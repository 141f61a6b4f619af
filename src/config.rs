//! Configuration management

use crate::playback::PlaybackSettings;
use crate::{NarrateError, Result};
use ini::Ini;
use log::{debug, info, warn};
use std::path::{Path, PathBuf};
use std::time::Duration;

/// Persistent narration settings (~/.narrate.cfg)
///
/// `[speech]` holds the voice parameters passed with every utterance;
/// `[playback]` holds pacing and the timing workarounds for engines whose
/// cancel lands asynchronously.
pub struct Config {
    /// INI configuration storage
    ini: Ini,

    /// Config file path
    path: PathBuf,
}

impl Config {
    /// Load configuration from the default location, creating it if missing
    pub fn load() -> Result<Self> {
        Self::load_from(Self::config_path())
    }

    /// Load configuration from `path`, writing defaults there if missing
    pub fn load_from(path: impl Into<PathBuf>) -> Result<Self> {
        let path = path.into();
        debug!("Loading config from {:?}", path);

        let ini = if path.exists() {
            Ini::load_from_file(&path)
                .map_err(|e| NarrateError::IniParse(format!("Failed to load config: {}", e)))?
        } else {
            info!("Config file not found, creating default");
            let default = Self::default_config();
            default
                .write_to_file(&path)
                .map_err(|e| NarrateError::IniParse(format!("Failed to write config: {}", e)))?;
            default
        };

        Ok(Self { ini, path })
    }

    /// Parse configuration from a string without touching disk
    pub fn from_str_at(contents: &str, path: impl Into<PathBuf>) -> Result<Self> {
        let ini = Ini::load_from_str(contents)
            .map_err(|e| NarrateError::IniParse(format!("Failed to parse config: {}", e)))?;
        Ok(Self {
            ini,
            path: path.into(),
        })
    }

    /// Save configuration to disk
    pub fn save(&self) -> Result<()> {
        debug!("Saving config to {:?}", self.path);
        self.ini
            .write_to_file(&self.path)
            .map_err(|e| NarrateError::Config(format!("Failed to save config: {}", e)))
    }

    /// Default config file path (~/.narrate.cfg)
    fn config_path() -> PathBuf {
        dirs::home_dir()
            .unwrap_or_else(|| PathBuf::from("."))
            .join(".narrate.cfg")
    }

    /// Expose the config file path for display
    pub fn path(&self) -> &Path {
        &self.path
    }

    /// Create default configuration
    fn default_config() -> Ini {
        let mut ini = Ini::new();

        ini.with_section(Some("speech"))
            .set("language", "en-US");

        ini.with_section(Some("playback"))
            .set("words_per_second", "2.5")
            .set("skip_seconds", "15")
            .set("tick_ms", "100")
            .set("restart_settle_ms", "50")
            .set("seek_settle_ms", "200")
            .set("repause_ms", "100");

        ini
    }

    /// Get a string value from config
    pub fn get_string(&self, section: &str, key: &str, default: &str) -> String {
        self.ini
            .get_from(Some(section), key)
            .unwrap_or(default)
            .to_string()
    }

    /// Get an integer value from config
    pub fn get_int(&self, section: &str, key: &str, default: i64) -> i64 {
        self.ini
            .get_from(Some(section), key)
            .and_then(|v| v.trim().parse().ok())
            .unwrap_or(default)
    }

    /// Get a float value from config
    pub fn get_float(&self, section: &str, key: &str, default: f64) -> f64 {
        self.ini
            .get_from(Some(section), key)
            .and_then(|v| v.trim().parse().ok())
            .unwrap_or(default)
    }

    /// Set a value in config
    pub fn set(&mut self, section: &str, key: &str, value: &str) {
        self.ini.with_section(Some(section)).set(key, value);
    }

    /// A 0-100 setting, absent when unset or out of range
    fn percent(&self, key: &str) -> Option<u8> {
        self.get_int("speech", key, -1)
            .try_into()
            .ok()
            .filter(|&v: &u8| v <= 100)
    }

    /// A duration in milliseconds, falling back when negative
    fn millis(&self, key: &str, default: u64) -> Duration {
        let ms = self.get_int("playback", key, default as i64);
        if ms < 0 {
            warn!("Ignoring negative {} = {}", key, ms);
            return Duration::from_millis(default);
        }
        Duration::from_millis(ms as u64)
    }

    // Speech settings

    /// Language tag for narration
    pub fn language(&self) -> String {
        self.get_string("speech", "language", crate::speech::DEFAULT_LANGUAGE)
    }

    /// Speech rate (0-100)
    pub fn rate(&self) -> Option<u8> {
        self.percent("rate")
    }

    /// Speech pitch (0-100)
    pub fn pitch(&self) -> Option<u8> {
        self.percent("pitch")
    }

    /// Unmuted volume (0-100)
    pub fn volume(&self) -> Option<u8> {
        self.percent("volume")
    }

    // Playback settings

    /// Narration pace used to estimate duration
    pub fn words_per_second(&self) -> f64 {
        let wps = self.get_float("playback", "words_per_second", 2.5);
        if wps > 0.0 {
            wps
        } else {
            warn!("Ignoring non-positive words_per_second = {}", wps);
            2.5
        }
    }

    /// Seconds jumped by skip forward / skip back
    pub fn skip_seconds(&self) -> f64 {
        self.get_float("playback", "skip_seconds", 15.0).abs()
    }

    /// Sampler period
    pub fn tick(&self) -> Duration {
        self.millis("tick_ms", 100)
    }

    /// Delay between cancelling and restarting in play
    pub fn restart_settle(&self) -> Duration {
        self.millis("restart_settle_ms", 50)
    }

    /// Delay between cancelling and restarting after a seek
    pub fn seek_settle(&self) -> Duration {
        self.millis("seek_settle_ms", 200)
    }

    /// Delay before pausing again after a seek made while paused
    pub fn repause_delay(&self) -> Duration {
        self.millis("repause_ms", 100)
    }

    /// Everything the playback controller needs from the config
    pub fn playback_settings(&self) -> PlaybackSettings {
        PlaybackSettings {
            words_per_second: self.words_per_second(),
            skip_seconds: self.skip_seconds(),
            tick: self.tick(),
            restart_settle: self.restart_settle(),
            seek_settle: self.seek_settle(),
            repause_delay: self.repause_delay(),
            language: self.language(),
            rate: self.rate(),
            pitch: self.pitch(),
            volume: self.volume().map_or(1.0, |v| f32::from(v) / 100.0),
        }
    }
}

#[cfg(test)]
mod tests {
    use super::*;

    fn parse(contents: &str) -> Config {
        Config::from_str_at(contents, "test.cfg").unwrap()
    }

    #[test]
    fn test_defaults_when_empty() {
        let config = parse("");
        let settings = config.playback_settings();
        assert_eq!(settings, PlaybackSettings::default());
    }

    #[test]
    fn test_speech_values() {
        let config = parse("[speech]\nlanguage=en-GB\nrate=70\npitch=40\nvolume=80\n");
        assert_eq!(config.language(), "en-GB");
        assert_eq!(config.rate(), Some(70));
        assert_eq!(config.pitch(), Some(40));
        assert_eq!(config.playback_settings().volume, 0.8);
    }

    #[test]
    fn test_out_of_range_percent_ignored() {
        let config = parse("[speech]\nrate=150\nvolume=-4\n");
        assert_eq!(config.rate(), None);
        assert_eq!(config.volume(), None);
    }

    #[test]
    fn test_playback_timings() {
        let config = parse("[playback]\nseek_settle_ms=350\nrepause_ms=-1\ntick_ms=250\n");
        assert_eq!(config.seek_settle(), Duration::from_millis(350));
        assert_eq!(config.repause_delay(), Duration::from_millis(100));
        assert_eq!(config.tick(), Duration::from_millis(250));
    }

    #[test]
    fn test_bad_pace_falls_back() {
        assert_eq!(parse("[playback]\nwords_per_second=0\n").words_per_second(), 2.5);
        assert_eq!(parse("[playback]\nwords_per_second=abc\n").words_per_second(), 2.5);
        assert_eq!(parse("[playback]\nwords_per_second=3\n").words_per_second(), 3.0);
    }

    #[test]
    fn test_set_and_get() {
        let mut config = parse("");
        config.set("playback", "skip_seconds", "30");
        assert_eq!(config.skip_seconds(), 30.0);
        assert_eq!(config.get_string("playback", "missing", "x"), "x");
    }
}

PROBLEM
Bring together every line in the entries that holds the string "restarting".

RESULT
    /// Delay between cancelling and restarting in play
    /// Delay between cancelling and restarting after a seek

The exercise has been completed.